Note: I reordered the points, much like Wilton, simply to put what I consider realistic reactions first.

“You will waste your cancer if you refuse to think about death”

Cancer reminds individuals of individual mortality. The diagnosis is like the sound of the incoming mortar to a soldier, survival – the near miss. Do you think about death? There is a simple question that can answer that. Do you have a legal will? If yes, you have thought about death. Humans approach risks poorly. Cancer is a reminder that risk can sometimes become a very deadly reality. Remember though, cancer is only one risk of many.

I don’t morbidly ponder death, but I do approach it and spend time thinking of my place in society. I can’t conceive of a life after this one, existence just ends. But I do ask the question of how that life ends. But a life changing event that gets one to examine their life? I would agree with this.

“You will waste your cancer if you let it drive you into solitude instead of deepen your relationships with manifest affection.”
Any setback used to increase solitude as opposed to outreach is poorly used.

Often the reason for this is a false sense of being a burden, an unease with making people, well, uneasy, modern society’s disconnect with death and serious illness. Using each day to reconnect with people or brighten someone’s day is good; using specific events perhaps to reconnect with lost family and friends is also a good thing; retreat unadvisable at best.

“You will waste your cancer if you grieve as those who have no hope.”
Strange thing to say. Once could rephrase this simply to say – “don’t fall into an unending depression” or perhaps “buck up little camper”. Depression and grieving is a part of the process; some overcome it quickly, others have more trouble.

To present hope where hope is still possible is good advice, to despair in the face of unchangeable realities foolish.

“You will waste your cancer if you spend too much time reading about cancer and not enough time reading about God.”
Um – No. Sorry.

While I do spend a fair amount of time reading about what other people think about God, I would prefer understanding the process of the cancer; what treatments are available and why one is chosen over another. Especially in an early detected, slowly developing illnesses or a chronic problem. It is better to be able to understand enough to stop one specialist from overturning the months of work done by a prior health professional. It is also important to understand and be able to listen to the person who is treating you.

Should one bury themselves in scripture? If it helps the depression/hope thing that’s fine. But being an informed patient is equally important. Study scripture? Study Sun Tzu!

Know your enemy and know yourself, find naught in fear for 100 battles. Know yourself but not your enemy, find level of loss and victory. Know thy enemy but not yourself, wallow in defeat every time.

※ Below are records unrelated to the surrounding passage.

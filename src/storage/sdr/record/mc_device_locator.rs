use super::*;

#[derive(Debug, Clone, Copy, PartialEq)]
pub enum GlobalInitialization {
    EnableEventMessageGeneration,
    DisableEventMessageGeneration,
    DoNotInitialize,
    Reserved,
}

bitflags::bitflags! {
    pub struct DeviceCapabilities: u8 {
        const CHASSIS_DEVICE = 1 << 7;
        const BRIDGE = 1 << 6;
        const EVENT_GENERATOR = 1 << 5;
        const EVENT_RECEIVER = 1 << 4;
        const FRU_INVENTORY_DEVICE = 1 << 3;
        const SEL_DEVICE = 1 << 2;
        const SDR_REPOSITORY_DEVICE = 1 << 1;
        const SENSOR_DEVICE = 1 << 0;
    }
}

#[derive(Debug, Clone, PartialEq)]
pub struct McDeviceLocatorRecord {
    pub header: RecordHeader,
    /// 7-bit I2C slave address in the upper seven bits.
    pub slave_address: u8,
    /// Channel number in the low nibble.
    pub channel: u8,
    /// Power state notification and global initialization.
    pub power_state_init: u8,
    pub capabilities: u8,
    pub reserved: [u8; 3],
    pub entity_id: u8,
    pub entity_instance: u8,
    pub oem: u8,
    pub device_id: DeviceId,
}

impl McDeviceLocatorRecord {
    pub const BODY_LEN: usize = 10;

    pub fn new(id: RecordId, name: &str) -> Result<Self, DeviceIdTooLong> {
        Ok(Self {
            header: RecordHeader::new(id, RecordType::McDeviceLocator),
            slave_address: 0,
            channel: 0,
            power_state_init: 0,
            capabilities: 0,
            reserved: [0; 3],
            entity_id: 0,
            entity_instance: 0,
            oem: 0,
            device_id: DeviceId::try_from(name)?,
        })
    }

    pub(super) fn parse(header: RecordHeader, body: &[u8]) -> Result<Self, ParseError> {
        let (d, device_id) = split_body(body, Self::BODY_LEN)?;

        Ok(Self {
            header,
            slave_address: d[0],
            channel: d[1],
            power_state_init: d[2],
            capabilities: d[3],
            reserved: [d[4], d[5], d[6]],
            entity_id: d[7],
            entity_instance: d[8],
            oem: d[9],
            device_id,
        })
    }

    pub fn encode(&self) -> Vec<u8> {
        let mut body = Vec::with_capacity(Self::BODY_LEN);

        body.extend_from_slice(&[
            self.slave_address,
            self.channel,
            self.power_state_init,
            self.capabilities,
        ]);
        body.extend_from_slice(&self.reserved);
        body.extend_from_slice(&[self.entity_id, self.entity_instance, self.oem]);

        assemble(&self.header, &body, &self.device_id)
    }

    /// The 7-bit I2C slave address of the controller.
    pub fn slave_address(&self) -> u8 {
        self.slave_address >> 1
    }

    pub fn channel(&self) -> u8 {
        self.channel & 0x0F
    }

    pub fn acpi_system_power_notification(&self) -> bool {
        (self.power_state_init & 0x80) == 0x80
    }

    pub fn acpi_device_power_notification(&self) -> bool {
        (self.power_state_init & 0x40) == 0x40
    }

    pub fn logs_initialization_errors(&self) -> bool {
        (self.power_state_init & 0x08) == 0x08
    }

    pub fn global_initialization(&self) -> GlobalInitialization {
        match self.power_state_init & 0b11 {
            0b00 => GlobalInitialization::EnableEventMessageGeneration,
            0b01 => GlobalInitialization::DisableEventMessageGeneration,
            0b10 => GlobalInitialization::DoNotInitialize,
            _ => GlobalInitialization::Reserved,
        }
    }

    pub fn device_capabilities(&self) -> DeviceCapabilities {
        DeviceCapabilities::from_bits_truncate(self.capabilities)
    }
}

“You will waste your cancer if you fail to use it as a means of witness to the truth and glory of Christ.”
Um – No. I can understand Wilton, it’s his job to agree with these things. To me, this sentence is an oxymoron. I just can’t go there. For me “Truth” and “Glory of Christ” just don’t match up.

But to each their own.

“You will waste your cancer if you seek comfort from your odds rather than from God”
Interesting. On the one hand, creationists and intelligent design people, including Piper himself, will use chance as an argument to further their interpretation of the will of God. Here the odds should be ignored in favor of belief.

I would agree that an undue interest in playing the odds isn’t called for. Just like the idea that you might not win the lottery, but someone probably will.

Cancer and cancer treatments are like a lottery with players who are forced to play. Some will win and some will lose. But to focus exclusively on the odds when you can’t change the game isn’t healthy.

On the other hand, judicious use of statistics can help determine what treatments are useful.

“You will waste your cancer if you think that ‘beating’ cancer means staying alive rather than cherishing Christ.”
Beating cancer in this case is like thinking you can beat the bus running you over. There is no winner.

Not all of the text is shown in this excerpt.